::: Records to process :::

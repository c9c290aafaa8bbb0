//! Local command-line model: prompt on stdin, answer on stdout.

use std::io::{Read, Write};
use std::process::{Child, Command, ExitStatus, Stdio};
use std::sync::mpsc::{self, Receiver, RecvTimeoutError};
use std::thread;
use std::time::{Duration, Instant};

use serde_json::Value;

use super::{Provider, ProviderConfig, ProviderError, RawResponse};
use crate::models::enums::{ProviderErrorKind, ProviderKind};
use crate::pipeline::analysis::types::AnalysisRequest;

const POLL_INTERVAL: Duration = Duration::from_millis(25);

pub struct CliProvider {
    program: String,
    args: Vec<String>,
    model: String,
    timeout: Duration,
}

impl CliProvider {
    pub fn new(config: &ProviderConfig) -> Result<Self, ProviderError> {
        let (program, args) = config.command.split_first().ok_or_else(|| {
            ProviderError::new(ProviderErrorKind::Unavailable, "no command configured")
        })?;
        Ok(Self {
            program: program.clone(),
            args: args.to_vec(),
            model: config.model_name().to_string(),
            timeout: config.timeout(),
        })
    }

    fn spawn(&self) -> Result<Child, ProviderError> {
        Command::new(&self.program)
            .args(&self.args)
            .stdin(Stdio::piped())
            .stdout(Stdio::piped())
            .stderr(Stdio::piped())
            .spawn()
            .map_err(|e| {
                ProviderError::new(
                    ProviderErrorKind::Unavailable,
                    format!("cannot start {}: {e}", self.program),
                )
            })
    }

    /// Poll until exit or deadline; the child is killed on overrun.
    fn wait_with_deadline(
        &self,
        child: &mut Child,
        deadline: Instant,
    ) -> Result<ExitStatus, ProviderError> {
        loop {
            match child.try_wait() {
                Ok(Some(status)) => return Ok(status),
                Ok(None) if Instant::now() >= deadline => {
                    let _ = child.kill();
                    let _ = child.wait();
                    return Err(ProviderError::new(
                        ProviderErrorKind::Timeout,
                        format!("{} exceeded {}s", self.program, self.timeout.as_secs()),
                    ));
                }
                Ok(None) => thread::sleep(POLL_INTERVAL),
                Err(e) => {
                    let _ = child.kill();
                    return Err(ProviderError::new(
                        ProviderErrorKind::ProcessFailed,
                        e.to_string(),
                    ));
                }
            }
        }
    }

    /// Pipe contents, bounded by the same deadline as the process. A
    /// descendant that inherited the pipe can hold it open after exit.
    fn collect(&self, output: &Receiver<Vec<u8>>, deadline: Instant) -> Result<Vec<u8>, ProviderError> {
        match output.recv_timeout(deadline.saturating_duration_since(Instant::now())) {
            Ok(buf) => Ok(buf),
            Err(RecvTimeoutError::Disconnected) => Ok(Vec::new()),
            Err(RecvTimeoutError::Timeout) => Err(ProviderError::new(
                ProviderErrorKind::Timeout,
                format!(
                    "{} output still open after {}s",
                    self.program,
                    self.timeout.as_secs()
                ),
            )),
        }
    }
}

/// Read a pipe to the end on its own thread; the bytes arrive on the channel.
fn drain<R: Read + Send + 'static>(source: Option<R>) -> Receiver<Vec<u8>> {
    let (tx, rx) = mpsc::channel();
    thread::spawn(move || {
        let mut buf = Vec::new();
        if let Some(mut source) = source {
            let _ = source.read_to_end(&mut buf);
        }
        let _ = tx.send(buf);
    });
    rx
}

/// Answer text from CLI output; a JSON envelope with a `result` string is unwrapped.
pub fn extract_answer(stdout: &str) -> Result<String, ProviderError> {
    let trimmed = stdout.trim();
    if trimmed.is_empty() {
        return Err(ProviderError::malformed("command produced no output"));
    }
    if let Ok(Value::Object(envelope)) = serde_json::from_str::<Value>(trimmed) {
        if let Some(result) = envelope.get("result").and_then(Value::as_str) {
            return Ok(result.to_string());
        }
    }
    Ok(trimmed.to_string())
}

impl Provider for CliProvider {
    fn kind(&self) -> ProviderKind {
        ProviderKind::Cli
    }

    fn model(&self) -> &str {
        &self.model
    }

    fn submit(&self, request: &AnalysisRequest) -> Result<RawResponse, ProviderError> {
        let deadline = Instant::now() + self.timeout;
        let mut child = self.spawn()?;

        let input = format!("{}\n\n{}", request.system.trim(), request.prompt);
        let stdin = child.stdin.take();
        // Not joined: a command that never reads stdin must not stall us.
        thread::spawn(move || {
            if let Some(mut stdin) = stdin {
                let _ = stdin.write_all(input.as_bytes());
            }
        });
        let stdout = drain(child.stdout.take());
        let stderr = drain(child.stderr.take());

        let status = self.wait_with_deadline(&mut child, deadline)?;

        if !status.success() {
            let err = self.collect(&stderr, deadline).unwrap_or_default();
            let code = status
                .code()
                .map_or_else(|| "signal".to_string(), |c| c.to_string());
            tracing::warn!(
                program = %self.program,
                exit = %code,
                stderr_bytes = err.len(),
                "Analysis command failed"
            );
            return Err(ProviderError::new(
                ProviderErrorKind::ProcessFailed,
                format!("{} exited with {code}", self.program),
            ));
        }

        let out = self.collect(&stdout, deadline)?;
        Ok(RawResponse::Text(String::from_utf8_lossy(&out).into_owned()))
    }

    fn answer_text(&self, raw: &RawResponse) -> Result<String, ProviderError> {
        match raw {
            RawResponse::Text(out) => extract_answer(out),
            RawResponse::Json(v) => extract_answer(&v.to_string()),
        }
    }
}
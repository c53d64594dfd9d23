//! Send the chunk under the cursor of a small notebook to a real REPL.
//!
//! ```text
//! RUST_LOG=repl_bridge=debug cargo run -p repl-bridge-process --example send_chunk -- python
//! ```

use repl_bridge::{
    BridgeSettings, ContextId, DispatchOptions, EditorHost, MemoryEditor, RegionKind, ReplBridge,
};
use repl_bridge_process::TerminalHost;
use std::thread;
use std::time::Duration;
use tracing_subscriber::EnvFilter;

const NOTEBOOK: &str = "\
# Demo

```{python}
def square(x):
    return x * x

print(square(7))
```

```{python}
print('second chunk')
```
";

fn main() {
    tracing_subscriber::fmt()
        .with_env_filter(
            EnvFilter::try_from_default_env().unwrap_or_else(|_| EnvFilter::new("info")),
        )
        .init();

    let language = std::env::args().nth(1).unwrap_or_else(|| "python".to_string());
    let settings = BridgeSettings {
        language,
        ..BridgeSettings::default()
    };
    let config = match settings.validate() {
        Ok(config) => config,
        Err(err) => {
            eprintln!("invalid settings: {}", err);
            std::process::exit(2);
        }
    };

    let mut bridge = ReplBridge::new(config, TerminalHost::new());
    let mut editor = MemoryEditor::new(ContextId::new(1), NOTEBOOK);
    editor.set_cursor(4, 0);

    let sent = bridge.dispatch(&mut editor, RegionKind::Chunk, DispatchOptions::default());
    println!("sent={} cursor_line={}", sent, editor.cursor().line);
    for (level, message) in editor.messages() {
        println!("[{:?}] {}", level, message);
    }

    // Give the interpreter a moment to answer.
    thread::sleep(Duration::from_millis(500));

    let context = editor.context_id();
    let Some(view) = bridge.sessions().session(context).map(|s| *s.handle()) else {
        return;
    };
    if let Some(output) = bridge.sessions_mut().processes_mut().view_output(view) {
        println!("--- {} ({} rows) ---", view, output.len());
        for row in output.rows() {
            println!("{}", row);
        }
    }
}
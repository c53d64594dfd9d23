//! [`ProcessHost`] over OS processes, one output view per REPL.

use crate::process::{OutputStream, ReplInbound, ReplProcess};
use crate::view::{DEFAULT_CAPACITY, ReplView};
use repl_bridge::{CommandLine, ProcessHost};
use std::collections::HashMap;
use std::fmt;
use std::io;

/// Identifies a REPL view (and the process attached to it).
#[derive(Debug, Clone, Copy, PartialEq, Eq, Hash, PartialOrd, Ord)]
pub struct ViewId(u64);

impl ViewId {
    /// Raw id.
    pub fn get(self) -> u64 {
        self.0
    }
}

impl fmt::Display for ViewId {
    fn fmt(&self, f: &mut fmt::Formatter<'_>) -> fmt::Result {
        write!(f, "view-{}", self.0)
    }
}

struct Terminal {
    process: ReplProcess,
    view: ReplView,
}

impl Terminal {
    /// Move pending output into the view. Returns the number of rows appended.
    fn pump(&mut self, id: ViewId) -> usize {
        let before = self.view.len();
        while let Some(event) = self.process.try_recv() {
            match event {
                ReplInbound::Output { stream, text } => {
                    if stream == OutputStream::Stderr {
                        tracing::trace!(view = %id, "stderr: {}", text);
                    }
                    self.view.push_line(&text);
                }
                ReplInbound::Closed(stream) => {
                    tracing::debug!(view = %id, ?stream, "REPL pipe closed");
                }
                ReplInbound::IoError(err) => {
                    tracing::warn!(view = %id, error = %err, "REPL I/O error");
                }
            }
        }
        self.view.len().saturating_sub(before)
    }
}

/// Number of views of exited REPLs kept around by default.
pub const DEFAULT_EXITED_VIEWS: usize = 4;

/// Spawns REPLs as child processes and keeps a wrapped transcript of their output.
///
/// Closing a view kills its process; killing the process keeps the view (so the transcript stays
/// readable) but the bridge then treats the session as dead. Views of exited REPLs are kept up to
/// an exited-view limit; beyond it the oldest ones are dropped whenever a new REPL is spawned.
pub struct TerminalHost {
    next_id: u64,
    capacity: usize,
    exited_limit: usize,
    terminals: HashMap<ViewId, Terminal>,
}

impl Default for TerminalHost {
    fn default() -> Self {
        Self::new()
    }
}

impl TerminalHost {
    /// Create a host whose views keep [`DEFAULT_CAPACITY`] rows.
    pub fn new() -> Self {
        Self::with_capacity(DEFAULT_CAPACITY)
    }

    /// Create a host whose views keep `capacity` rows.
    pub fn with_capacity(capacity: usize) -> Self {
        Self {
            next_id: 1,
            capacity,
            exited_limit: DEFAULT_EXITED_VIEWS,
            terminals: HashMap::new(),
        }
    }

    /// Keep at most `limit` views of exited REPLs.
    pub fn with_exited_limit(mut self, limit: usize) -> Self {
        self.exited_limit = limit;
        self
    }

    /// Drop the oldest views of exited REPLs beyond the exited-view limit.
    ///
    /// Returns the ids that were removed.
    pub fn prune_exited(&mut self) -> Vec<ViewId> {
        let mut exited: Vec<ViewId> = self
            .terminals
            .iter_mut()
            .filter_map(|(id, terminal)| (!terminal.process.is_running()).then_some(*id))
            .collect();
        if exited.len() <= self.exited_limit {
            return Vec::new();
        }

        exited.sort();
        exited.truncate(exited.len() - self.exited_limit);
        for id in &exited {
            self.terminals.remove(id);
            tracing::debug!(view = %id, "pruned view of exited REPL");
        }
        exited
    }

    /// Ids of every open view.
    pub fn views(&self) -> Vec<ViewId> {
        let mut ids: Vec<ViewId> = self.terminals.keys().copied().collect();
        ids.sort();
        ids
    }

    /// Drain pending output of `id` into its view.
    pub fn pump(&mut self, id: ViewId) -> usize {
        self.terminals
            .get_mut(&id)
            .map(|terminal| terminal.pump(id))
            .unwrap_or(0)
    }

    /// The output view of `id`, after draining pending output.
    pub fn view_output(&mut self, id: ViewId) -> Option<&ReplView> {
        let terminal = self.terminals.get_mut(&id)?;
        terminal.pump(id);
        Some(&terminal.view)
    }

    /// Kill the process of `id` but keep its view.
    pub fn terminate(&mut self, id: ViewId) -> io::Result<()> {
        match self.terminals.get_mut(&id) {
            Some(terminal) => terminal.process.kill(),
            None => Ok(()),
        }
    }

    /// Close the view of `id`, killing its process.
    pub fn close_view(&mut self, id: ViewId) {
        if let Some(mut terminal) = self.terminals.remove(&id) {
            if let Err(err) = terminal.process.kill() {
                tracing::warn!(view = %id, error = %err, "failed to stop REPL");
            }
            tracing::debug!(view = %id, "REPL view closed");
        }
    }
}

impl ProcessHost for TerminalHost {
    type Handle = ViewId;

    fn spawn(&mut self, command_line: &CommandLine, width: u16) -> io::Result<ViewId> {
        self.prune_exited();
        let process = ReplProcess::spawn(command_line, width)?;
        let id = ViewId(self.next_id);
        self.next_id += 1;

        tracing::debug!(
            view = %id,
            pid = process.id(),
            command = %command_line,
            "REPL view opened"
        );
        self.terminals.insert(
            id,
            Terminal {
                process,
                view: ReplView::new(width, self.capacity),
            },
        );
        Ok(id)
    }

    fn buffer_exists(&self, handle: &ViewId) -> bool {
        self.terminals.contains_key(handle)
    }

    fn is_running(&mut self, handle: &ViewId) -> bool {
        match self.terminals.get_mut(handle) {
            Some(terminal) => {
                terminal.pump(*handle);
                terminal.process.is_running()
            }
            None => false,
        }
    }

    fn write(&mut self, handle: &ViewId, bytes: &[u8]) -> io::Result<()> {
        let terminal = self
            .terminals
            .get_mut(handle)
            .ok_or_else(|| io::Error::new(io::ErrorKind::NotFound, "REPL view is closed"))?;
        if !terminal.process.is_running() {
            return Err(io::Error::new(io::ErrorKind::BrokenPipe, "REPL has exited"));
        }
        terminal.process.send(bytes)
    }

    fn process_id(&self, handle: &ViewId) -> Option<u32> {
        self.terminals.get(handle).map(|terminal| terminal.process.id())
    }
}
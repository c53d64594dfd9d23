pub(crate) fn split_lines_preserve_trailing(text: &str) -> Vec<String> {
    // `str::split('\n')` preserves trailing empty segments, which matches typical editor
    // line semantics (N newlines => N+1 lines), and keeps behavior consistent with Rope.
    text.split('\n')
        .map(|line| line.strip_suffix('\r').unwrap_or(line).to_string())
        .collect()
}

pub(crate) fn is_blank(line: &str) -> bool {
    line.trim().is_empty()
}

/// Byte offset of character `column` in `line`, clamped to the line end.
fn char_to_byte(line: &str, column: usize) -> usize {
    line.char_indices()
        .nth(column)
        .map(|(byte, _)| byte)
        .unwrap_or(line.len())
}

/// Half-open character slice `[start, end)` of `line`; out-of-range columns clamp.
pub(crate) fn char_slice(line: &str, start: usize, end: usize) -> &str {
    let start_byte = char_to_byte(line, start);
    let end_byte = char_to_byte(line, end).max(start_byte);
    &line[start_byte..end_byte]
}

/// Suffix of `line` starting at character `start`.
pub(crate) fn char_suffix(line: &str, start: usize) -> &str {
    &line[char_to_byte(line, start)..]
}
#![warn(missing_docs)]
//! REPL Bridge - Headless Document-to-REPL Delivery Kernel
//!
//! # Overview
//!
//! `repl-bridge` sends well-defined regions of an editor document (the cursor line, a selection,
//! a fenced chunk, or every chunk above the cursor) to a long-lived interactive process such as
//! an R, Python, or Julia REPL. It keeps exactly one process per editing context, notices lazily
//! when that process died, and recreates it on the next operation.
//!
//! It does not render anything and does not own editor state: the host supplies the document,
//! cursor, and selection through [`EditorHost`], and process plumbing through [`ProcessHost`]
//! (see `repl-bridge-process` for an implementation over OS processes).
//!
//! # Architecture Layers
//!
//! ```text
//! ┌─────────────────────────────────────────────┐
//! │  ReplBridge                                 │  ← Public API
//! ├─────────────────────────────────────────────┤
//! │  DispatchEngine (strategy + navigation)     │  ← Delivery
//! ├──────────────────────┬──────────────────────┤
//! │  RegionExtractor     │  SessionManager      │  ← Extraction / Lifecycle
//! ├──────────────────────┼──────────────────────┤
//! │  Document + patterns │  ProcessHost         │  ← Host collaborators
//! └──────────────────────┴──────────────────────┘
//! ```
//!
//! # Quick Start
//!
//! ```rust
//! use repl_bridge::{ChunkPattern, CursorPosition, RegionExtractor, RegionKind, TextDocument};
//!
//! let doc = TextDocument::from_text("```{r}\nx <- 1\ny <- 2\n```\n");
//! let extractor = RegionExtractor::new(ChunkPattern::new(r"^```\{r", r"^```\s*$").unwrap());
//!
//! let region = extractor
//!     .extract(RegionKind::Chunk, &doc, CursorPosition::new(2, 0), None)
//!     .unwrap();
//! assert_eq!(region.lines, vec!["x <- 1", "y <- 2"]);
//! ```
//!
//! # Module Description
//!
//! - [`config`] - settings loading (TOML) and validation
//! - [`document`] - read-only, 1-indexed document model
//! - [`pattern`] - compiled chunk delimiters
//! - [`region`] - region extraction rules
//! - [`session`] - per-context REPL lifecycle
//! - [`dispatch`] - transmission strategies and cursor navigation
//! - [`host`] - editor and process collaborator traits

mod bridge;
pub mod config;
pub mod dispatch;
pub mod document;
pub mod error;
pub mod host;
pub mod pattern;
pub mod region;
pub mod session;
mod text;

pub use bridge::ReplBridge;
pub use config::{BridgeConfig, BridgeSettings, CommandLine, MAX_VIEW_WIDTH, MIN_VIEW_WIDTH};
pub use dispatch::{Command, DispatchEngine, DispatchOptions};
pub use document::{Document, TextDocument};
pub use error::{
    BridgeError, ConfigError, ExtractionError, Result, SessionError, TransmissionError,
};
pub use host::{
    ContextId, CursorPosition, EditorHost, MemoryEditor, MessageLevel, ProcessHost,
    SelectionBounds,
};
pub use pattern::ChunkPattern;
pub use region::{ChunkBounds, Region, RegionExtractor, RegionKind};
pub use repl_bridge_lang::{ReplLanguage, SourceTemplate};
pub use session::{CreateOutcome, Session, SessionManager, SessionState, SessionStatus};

:::

= What the task asks =
Look through the listing and return each line containing the word "RegionKind".

= The completed task =
    BridgeSettings, ContextId, DispatchOptions, EditorHost, MemoryEditor, RegionKind, ReplBridge,
    let sent = bridge.dispatch(&mut editor, RegionKind::Chunk, DispatchOptions::default());
//! use repl_bridge::{ChunkPattern, CursorPosition, RegionExtractor, RegionKind, TextDocument};
//!     .extract(RegionKind::Chunk, &doc, CursorPosition::new(2, 0), None)
pub use region::{ChunkBounds, Region, RegionExtractor, RegionKind};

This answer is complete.